> [PROVIDED DATA]:

==========

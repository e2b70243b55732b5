//! Storefront configuration loaded from environment variables.
//!
//! # Environment Variables
//!
//! ## Required
//! - `STOREFRONT_DATABASE_URL` - `PostgreSQL` connection string (falls back to `DATABASE_URL`)
//! - `STOREFRONT_BASE_URL` - Public URL for the storefront
//! - `STRIPE_SECRET_KEY` - Payments provider secret key
//! - `SMTP_HOST` - SMTP server for confirmation emails
//! - `SMTP_USERNAME` - SMTP username
//! - `SMTP_PASSWORD` - SMTP password
//! - `EMAIL_FROM` - Sender address for confirmation emails
//!
//! ## Optional
//! - `STOREFRONT_HOST` - Bind address (default: 127.0.0.1)
//! - `STOREFRONT_PORT` - Listen port (default: 3000)
//! - `STOREFRONT_CURRENCY` - Store currency (default: USD)
//! - `STOREFRONT_DELIVERY_COST` - Flat delivery cost in the store currency (default: 25)
//! - `STOREFRONT_CLEANUP_GRACE_SECS` - Delay before post-order cleanup (default: 3)
//! - `STRIPE_API_BASE` - Payments API base URL (default: <https://api.stripe.com/v1>)
//! - `SMTP_PORT` - SMTP port (default: 587)
//! - `SENTRY_DSN` - Sentry error tracking DSN
//! - `SENTRY_ENVIRONMENT` - Sentry environment name

use std::collections::HashMap;
use std::net::{IpAddr, SocketAddr};
use std::time::Duration;

use rust_decimal::Decimal;
use secrecy::SecretString;
use storehouse_core::CurrencyCode;
use thiserror::Error;

const MIN_ENTROPY_BITS_PER_CHAR: f64 = 3.3;

/// Default payments API base URL.
pub const DEFAULT_STRIPE_API_BASE: &str = "https://api.stripe.com/v1";

/// Blocklist of common placeholder patterns (case-insensitive)
const PLACEHOLDER_PATTERNS: &[&str] = &[
    "your-",
    "changeme",
    "replace",
    "placeholder",
    "example",
    "password",
    "xxx",
    "todo",
    "fixme",
    "insert",
    "enter-",
    "put-your",
    "add-your",
];

/// Configuration errors that can occur during loading.
#[derive(Debug, Error)]
pub enum ConfigError {
    #[error("Missing environment variable: {0}")]
    MissingEnvVar(String),
    #[error("Invalid environment variable {0}: {1}")]
    InvalidEnvVar(String, String),
    #[error("Insecure secret in {0}: {1}")]
    InsecureSecret(String, String),
}

/// Storefront application configuration.
#[derive(Debug, Clone)]
pub struct StorefrontConfig {
    /// `PostgreSQL` database connection URL (contains password)
    pub database_url: SecretString,
    /// IP address to bind the server to
    pub host: IpAddr,
    /// Port to listen on
    pub port: u16,
    /// Public base URL for the storefront
    pub base_url: String,
    /// Checkout pricing and cleanup settings
    pub checkout: CheckoutConfig,
    /// Payments provider configuration
    pub stripe: StripeConfig,
    /// SMTP configuration for confirmation emails
    pub email: EmailConfig,
    /// Sentry DSN for error tracking
    pub sentry_dsn: Option<String>,
    /// Sentry environment (e.g., "development", "production")
    pub sentry_environment: Option<String>,
}

/// Checkout settings.
#[derive(Debug, Clone)]
pub struct CheckoutConfig {
    /// The single currency every amount is expressed in
    pub currency: CurrencyCode,
    /// Flat delivery cost added to every order summary
    pub delivery_cost: Decimal,
    /// How long accepted orders keep their cart and draft before cleanup
    pub cleanup_grace: Duration,
}

impl Default for CheckoutConfig {
    fn default() -> Self {
        Self {
            currency: CurrencyCode::USD,
            delivery_cost: Decimal::new(25, 0),
            cleanup_grace: Duration::from_secs(3),
        }
    }
}

/// Payments provider configuration.
///
/// Implements `Debug` manually to redact the secret key.
#[derive(Clone)]
pub struct StripeConfig {
    /// Secret API key (server-side only)
    pub secret_key: SecretString,
    /// API base URL, overridable for test doubles
    pub api_base: String,
}

impl std::fmt::Debug for StripeConfig {
    fn fmt(&self, f: &mut std::fmt::Formatter<'_>) -> std::fmt::Result {
        f.debug_struct("StripeConfig")
            .field("secret_key", &"[REDACTED]")
            .field("api_base", &self.api_base)
            .finish()
    }
}

/// SMTP configuration.
///
/// Implements `Debug` manually to redact the password.
#[derive(Clone)]
pub struct EmailConfig {
    /// SMTP server hostname
    pub smtp_host: String,
    /// SMTP server port
    pub smtp_port: u16,
    /// SMTP authentication username
    pub smtp_username: String,
    /// SMTP authentication password
    pub smtp_password: SecretString,
    /// Email sender address (From header)
    pub from_address: String,
}

impl std::fmt::Debug for EmailConfig {
    fn fmt(&self, f: &mut std::fmt::Formatter<'_>) -> std::fmt::Result {
        f.debug_struct("EmailConfig")
            .field("smtp_host", &self.smtp_host)
            .field("smtp_port", &self.smtp_port)
            .field("smtp_username", &self.smtp_username)
            .field("smtp_password", &"[REDACTED]")
            .field("from_address", &self.from_address)
            .finish()
    }
}

impl StorefrontConfig {
    /// Load configuration from environment variables.
    ///
    /// Calls `dotenvy::dotenv()` to load from `.env` file if present.
    ///
    /// # Errors
    ///
    /// Returns `ConfigError` if required variables are missing, invalid, or
    /// if secrets fail validation (placeholder detection, entropy check).
    pub fn from_env() -> Result<Self, ConfigError> {
        // Load .env file if present (ignore errors if not found)
        let _ = dotenvy::dotenv();

        let database_url = get_database_url("STOREFRONT_DATABASE_URL")?;
        let host = parse_env("STOREFRONT_HOST", "127.0.0.1")?;
        let port = parse_env("STOREFRONT_PORT", "3000")?;
        let base_url = get_required_env("STOREFRONT_BASE_URL")?;

        let checkout = CheckoutConfig::from_env()?;
        let stripe = StripeConfig::from_env()?;
        let email = EmailConfig::from_env()?;
        let sentry_dsn = get_optional_env("SENTRY_DSN");
        let sentry_environment = get_optional_env("SENTRY_ENVIRONMENT");

        Ok(Self {
            database_url,
            host,
            port,
            base_url,
            checkout,
            stripe,
            email,
            sentry_dsn,
            sentry_environment,
        })
    }

    /// Returns the socket address for binding the server.
    #[must_use]
    pub const fn socket_addr(&self) -> SocketAddr {
        SocketAddr::new(self.host, self.port)
    }
}

impl CheckoutConfig {
    fn from_env() -> Result<Self, ConfigError> {
        let currency = parse_env("STOREFRONT_CURRENCY", "USD")?;
        let delivery_cost: Decimal = parse_env("STOREFRONT_DELIVERY_COST", "25")?;
        if delivery_cost.is_sign_negative() {
            return Err(ConfigError::InvalidEnvVar(
                "STOREFRONT_DELIVERY_COST".to_string(),
                "must not be negative".to_string(),
            ));
        }
        let grace_secs: u64 = parse_env("STOREFRONT_CLEANUP_GRACE_SECS", "3")?;

        Ok(Self {
            currency,
            delivery_cost,
            cleanup_grace: Duration::from_secs(grace_secs),
        })
    }
}

impl StripeConfig {
    fn from_env() -> Result<Self, ConfigError> {
        let api_base = get_env_or_default("STRIPE_API_BASE", DEFAULT_STRIPE_API_BASE);
        url::Url::parse(&api_base).map_err(|e| {
            ConfigError::InvalidEnvVar("STRIPE_API_BASE".to_string(), e.to_string())
        })?;

        Ok(Self {
            secret_key: get_validated_secret("STRIPE_SECRET_KEY")?,
            api_base: api_base.trim_end_matches('/').to_string(),
        })
    }
}

impl EmailConfig {
    fn from_env() -> Result<Self, ConfigError> {
        Ok(Self {
            smtp_host: get_required_env("SMTP_HOST")?,
            smtp_port: parse_env("SMTP_PORT", "587")?,
            smtp_username: get_required_env("SMTP_USERNAME")?,
            smtp_password: get_required_secret("SMTP_PASSWORD")?,
            from_address: get_required_env("EMAIL_FROM")?,
        })
    }
}

// =============================================================================
// Helper Functions
// =============================================================================

/// Get a required environment variable.
fn get_required_env(key: &str) -> Result<String, ConfigError> {
    std::env::var(key).map_err(|_| ConfigError::MissingEnvVar(key.to_string()))
}

/// Get a required environment variable as a secret.
fn get_required_secret(key: &str) -> Result<SecretString, ConfigError> {
    let value = get_required_env(key)?;
    Ok(SecretString::from(value))
}

/// Get database URL with fallback to generic `DATABASE_URL`.
fn get_database_url(primary_key: &str) -> Result<SecretString, ConfigError> {
    if let Ok(value) = std::env::var(primary_key) {
        return Ok(SecretString::from(value));
    }
    if let Ok(value) = std::env::var("DATABASE_URL") {
        return Ok(SecretString::from(value));
    }
    Err(ConfigError::MissingEnvVar(primary_key.to_string()))
}

/// Get an optional environment variable.
fn get_optional_env(key: &str) -> Option<String> {
    std::env::var(key).ok()
}

/// Get an environment variable with a default value.
fn get_env_or_default(key: &str, default: &str) -> String {
    std::env::var(key).unwrap_or_else(|_| default.to_string())
}

/// Parse an environment variable, falling back to `default` when unset.
fn parse_env<T>(key: &str, default: &str) -> Result<T, ConfigError>
where
    T: std::str::FromStr,
    T::Err: std::fmt::Display,
{
    get_env_or_default(key, default)
        .parse::<T>()
        .map_err(|e| ConfigError::InvalidEnvVar(key.to_string(), e.to_string()))
}

/// Calculate Shannon entropy in bits per character.
fn shannon_entropy(s: &str) -> f64 {
    if s.is_empty() {
        return 0.0;
    }

    let mut freq: HashMap<char, usize> = HashMap::new();
    for c in s.chars() {
        *freq.entry(c).or_insert(0) += 1;
    }

    #[allow(clippy::cast_precision_loss)] // String length will never exceed f64 precision
    let len = s.len() as f64;
    freq.values()
        .map(|&count| {
            #[allow(clippy::cast_precision_loss)] // Character count will never exceed f64 precision
            let p = count as f64 / len;
            -p * p.log2()
        })
        .sum()
}

/// Validate that a secret is not a placeholder and has sufficient entropy.
fn validate_secret_strength(secret: &str, var_name: &str) -> Result<(), ConfigError> {
    let lower = secret.to_lowercase();

    for pattern in PLACEHOLDER_PATTERNS {
        if lower.contains(pattern) {
            return Err(ConfigError::InsecureSecret(
                var_name.to_string(),
                format!("appears to be a placeholder (contains '{pattern}')"),
            ));
        }
    }

    let entropy = shannon_entropy(secret);
    if entropy < MIN_ENTROPY_BITS_PER_CHAR {
        return Err(ConfigError::InsecureSecret(
            var_name.to_string(),
            format!(
                "entropy too low ({entropy:.2} bits/char, need >= {MIN_ENTROPY_BITS_PER_CHAR:.1}). \
                 Use the key issued by the provider."
            ),
        ));
    }

    Ok(())
}

/// Load and validate a secret from environment.
fn get_validated_secret(key: &str) -> Result<SecretString, ConfigError> {
    let value = get_required_env(key)?;
    validate_secret_strength(&value, key)?;
    Ok(SecretString::from(value))
}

==========

> [TASK OBJECTIVE]:
Every line from the start of the listing through the line with "Public URL for the storefront" should be reproduced exactly, and no other line.

> [RESULT BELOW]:
repository e2b70243b55732b5
//! Storefront configuration loaded from environment variables.
//!
//! # Environment Variables
//!
//! ## Required
//! - `STOREFRONT_DATABASE_URL` - `PostgreSQL` connection string (falls back to `DATABASE_URL`)
//! - `STOREFRONT_BASE_URL` - Public URL for the storefront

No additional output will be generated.